#### [TRY IT]
Output all of the records exactly as written.

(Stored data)
*** Begin section ***
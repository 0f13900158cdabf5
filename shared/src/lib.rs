//! # Quest shared library
//!
//! Types and codecs shared by the game client and the AI / UberDOG server
//! processes: the middleware datagram codec and message catalogue, the
//! class schema, the distributed object model, channel allocation, shard
//! bookkeeping and startup configuration.

pub mod channel;
pub mod config;
pub mod constants;
pub mod datagram;
pub mod error;
pub mod field;
pub mod object;
pub mod protocol;
pub mod schema;
pub mod shard;
pub mod singleton;
pub mod transport;

pub use channel::{ChannelAllocator, ChannelId, DoId, ZoneId};
pub use datagram::{Datagram, DatagramIterator};
pub use error::{
    AllocatorError, ConfigError, DatagramError, FieldError, ObjectError, SchemaError,
};
pub use field::{FieldArgs, FieldValue};
pub use object::{
    ClassRegistry, DistributedClass, DistributedObject, FieldHandler, FieldSink, ObjectCore,
    ObjectLocation, ObjectTable,
};
pub use protocol::{ClientMessage, InternalDatagram, InternalMessage};
pub use schema::Schema;
pub use shard::{ShardDescriptor, ShardDirectory};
*** End section ***
#### [COMPLETED EXERCISE]
repository 0f13900158cdabf5
filename shared/src/lib.rs
//! # Quest shared library
//!
//! Types and codecs shared by the game client and the AI / UberDOG server
//! processes: the middleware datagram codec and message catalogue, the
//! class schema, the distributed object model, channel allocation, shard
//! bookkeeping and startup configuration.

pub mod channel;
pub mod config;
pub mod constants;
pub mod datagram;
pub mod error;
pub mod field;
pub mod object;
pub mod protocol;
pub mod schema;
pub mod shard;
pub mod singleton;
pub mod transport;

pub use channel::{ChannelAllocator, ChannelId, DoId, ZoneId};
pub use datagram::{Datagram, DatagramIterator};
pub use error::{
    AllocatorError, ConfigError, DatagramError, FieldError, ObjectError, SchemaError,
};
pub use field::{FieldArgs, FieldValue};
pub use object::{
    ClassRegistry, DistributedClass, DistributedObject, FieldHandler, FieldSink, ObjectCore,
    ObjectLocation, ObjectTable,
};
pub use protocol::{ClientMessage, InternalDatagram, InternalMessage};
pub use schema::Schema;
pub use shard::{ShardDescriptor, ShardDirectory};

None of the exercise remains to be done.